Data section »

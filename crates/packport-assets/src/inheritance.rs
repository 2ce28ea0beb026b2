//! Texture slot inheritance along a model's parent chain.
//!
//! The most-derived model is read first and every slot it binds is final;
//! ancestors only fill slots that are still empty. Aliases (`#slot`) are
//! followed inside each model's own table first, then against the merged
//! table once the whole chain has been read.

use std::collections::{BTreeMap, HashSet};

use serde::Serialize;
use tracing::{debug, warn};

use packport_core::{AssetKind, AssetReference, BUILTIN_NAMESPACE};

use crate::error::AssetError;
use crate::model::ModelDocument;
use crate::resolver::{AssetResolver, ResolvedAsset};

/// Maximum number of models read along one parent chain
pub const DEFAULT_MAX_DEPTH: usize = 8;

/// Maximum alias indirections followed for one slot
pub const DEFAULT_ALIAS_HOPS: usize = 16;

/// Slot used only for break particles; never part of the output
pub const PARTICLE_SLOT: &str = "particle";

/// A slot whose texture could not be bound to a file
#[derive(Debug, Clone, PartialEq, Serialize)]
pub struct MissingSlot {
    pub slot: String,
    pub value: String,
    pub reason: String,
}

/// Merged texture bindings for one model.
#[derive(Debug, Clone, Default, Serialize)]
pub struct TextureSlotMap {
    /// Lowercased slot name to resolved texture
    pub slots: BTreeMap<String, ResolvedAsset>,
    /// Slots that were declared but could not be resolved
    pub missing: Vec<MissingSlot>,
    /// Models read along the chain, most-derived first
    pub chain: Vec<ResolvedAsset>,
}

impl TextureSlotMap {
    /// Look up a slot, ignoring case and a leading `#`
    pub fn get(&self, slot: &str) -> Option<&ResolvedAsset> {
        let slot = slot.trim().trim_start_matches('#').to_ascii_lowercase();
        self.slots.get(&slot)
    }

    pub fn len(&self) -> usize {
        self.slots.len()
    }

    pub fn is_empty(&self) -> bool {
        self.slots.is_empty()
    }

    pub fn iter(&self) -> impl Iterator<Item = (&str, &ResolvedAsset)> {
        self.slots.iter().map(|(slot, asset)| (slot.as_str(), asset))
    }
}

#[derive(Debug, Clone, PartialEq)]
enum SlotValue {
    Literal(String),
    /// Alias whose target was not found yet (lowercased target name)
    Alias(String),
}

#[derive(Debug, Clone)]
struct PendingSlot {
    value: SlotValue,
    /// Namespace of the model that declared the value
    namespace: String,
}

/// Walks parent chains through an [`AssetResolver`].
pub struct TextureInheritanceResolver<'a> {
    resolver: &'a AssetResolver,
    max_depth: usize,
    alias_hops: usize,
}

impl<'a> TextureInheritanceResolver<'a> {
    pub fn new(resolver: &'a AssetResolver) -> Self {
        Self {
            resolver,
            max_depth: DEFAULT_MAX_DEPTH,
            alias_hops: DEFAULT_ALIAS_HOPS,
        }
    }

    pub fn with_max_depth(mut self, max_depth: usize) -> Self {
        self.max_depth = max_depth;
        self
    }

    pub fn with_alias_hops(mut self, alias_hops: usize) -> Self {
        self.alias_hops = alias_hops;
        self
    }

    /// Build the merged slot map for `namespace:model_name`.
    ///
    /// Never fails: an unloadable model ends the walk and whatever was
    /// collected so far is returned, which is empty when the first model
    /// itself cannot be read.
    pub fn resolve_slots(&self, namespace: &str, model_name: &str) -> TextureSlotMap {
        let mut pending: BTreeMap<String, PendingSlot> = BTreeMap::new();
        let mut chain = Vec::new();
        let mut visited = HashSet::new();

        let mut next = Some(AssetReference::parse(model_name, Some(namespace), AssetKind::Model));
        let mut remaining = self.max_depth;

        while let Some(reference) = next.take() {
            if remaining == 0 {
                debug!("Parent chain depth limit reached at {}", reference);
                break;
            }
            remaining -= 1;

            if !visited.insert(reference.clone()) {
                debug!("Parent chain revisits {}, stopping", reference);
                break;
            }

            let resolved = match self.resolver.resolve(&reference) {
                Ok(resolved) => resolved,
                Err(e) => {
                    debug!("Parent chain ends at {}: {}", reference, e);
                    break;
                }
            };
            let document = match ModelDocument::load(&resolved.location) {
                Ok(document) => document,
                Err(e) => {
                    warn!("Parent chain ends at {}: {}", reference, e);
                    break;
                }
            };

            for (slot, value) in self.resolve_local_aliases(&document.textures) {
                pending.entry(slot).or_insert_with(|| PendingSlot {
                    value,
                    namespace: reference.namespace().to_string(),
                });
            }

            next = document
                .parent
                .as_deref()
                .filter(|parent| !parent.is_empty())
                .map(|parent| parent_reference(parent, reference.namespace()));
            chain.push(resolved);
        }

        self.finish(pending, chain)
    }

    /// Follow `#slot` indirections within one model's table.
    fn resolve_local_aliases(&self, table: &BTreeMap<String, String>) -> Vec<(String, SlotValue)> {
        table
            .iter()
            .map(|(slot, raw)| {
                let mut value = raw.as_str();
                for _ in 0..self.alias_hops {
                    let Some(target) = alias_target(value) else {
                        break;
                    };
                    match table.get(&target) {
                        Some(next) => value = next.as_str(),
                        None => break,
                    }
                }
                let value = match alias_target(value) {
                    Some(target) => SlotValue::Alias(target),
                    None => SlotValue::Literal(value.to_string()),
                };
                (slot.clone(), value)
            })
            .collect()
    }

    /// Follow an alias through the merged table to a literal and the
    /// namespace that declared it.
    fn follow_merged(
        &self,
        target: &str,
        pending: &BTreeMap<String, PendingSlot>,
    ) -> Option<(String, String)> {
        let mut target = target.to_string();
        for _ in 0..self.alias_hops {
            match pending.get(&target) {
                Some(PendingSlot {
                    value: SlotValue::Literal(literal),
                    namespace,
                }) => return Some((literal.clone(), namespace.clone())),
                Some(PendingSlot {
                    value: SlotValue::Alias(next),
                    ..
                }) => target = next.clone(),
                None => return None,
            }
        }
        None
    }

    fn finish(
        &self,
        pending: BTreeMap<String, PendingSlot>,
        chain: Vec<ResolvedAsset>,
    ) -> TextureSlotMap {
        let mut map = TextureSlotMap {
            chain,
            ..Default::default()
        };

        for (slot, entry) in &pending {
            if slot == PARTICLE_SLOT {
                continue;
            }

            let (literal, namespace) = match &entry.value {
                SlotValue::Literal(literal) => (literal.clone(), entry.namespace.clone()),
                SlotValue::Alias(target) => match self.follow_merged(target, &pending) {
                    Some(found) => found,
                    None => {
                        map.missing.push(MissingSlot {
                            slot: slot.clone(),
                            value: format!("#{target}"),
                            reason: "alias does not lead to a texture".into(),
                        });
                        continue;
                    }
                },
            };

            if literal.is_empty() {
                map.missing.push(MissingSlot {
                    slot: slot.clone(),
                    value: literal,
                    reason: "empty texture value".into(),
                });
                continue;
            }

            let reference = AssetReference::parse(&literal, Some(&namespace), AssetKind::Texture);
            match self.resolver.resolve(&reference) {
                Ok(resolved) => {
                    map.slots.insert(slot.clone(), resolved);
                }
                Err(e) => {
                    if let AssetError::NotFound { best_guess, .. } = &e {
                        warn!(
                            "Texture for slot '{}' not found: {} (expected near {})",
                            slot,
                            reference,
                            best_guess.display()
                        );
                    }
                    map.missing.push(MissingSlot {
                        slot: slot.clone(),
                        value: literal,
                        reason: e.to_string(),
                    });
                }
            }
        }

        map
    }
}

/// Reference for a model's `parent` value.
///
/// Bare `item/` and `block/` names belong to the built-in namespace, an
/// explicit `ns:name` keeps its namespace, and anything else inherits the
/// child's namespace.
pub fn parent_reference(raw: &str, current_namespace: &str) -> AssetReference {
    let normalized = raw.trim().replace('\\', "/");
    let bare = normalized.trim_start_matches('/');
    let default_namespace = if bare.starts_with("item/") || bare.starts_with("block/") {
        BUILTIN_NAMESPACE
    } else {
        current_namespace
    };
    AssetReference::parse(bare, Some(default_namespace), AssetKind::Model)
}

fn alias_target(value: &str) -> Option<String> {
    value
        .trim()
        .strip_prefix('#')
        .map(|target| target.trim().to_ascii_lowercase())
}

Directions » What you give back must be the stretch above, starting at the line with "bound to a file" and ending at the line with "self.slots.len()", copied exactly.

Expected output »
/// A slot whose texture could not be bound to a file
#[derive(Debug, Clone, PartialEq, Serialize)]
pub struct MissingSlot {
    pub slot: String,
    pub value: String,
    pub reason: String,
}

/// Merged texture bindings for one model.
#[derive(Debug, Clone, Default, Serialize)]
pub struct TextureSlotMap {
    /// Lowercased slot name to resolved texture
    pub slots: BTreeMap<String, ResolvedAsset>,
    /// Slots that were declared but could not be resolved
    pub missing: Vec<MissingSlot>,
    /// Models read along the chain, most-derived first
    pub chain: Vec<ResolvedAsset>,
}

impl TextureSlotMap {
    /// Look up a slot, ignoring case and a leading `#`
    pub fn get(&self, slot: &str) -> Option<&ResolvedAsset> {
        let slot = slot.trim().trim_start_matches('#').to_ascii_lowercase();
        self.slots.get(&slot)
    }

    pub fn len(&self) -> usize {
        self.slots.len()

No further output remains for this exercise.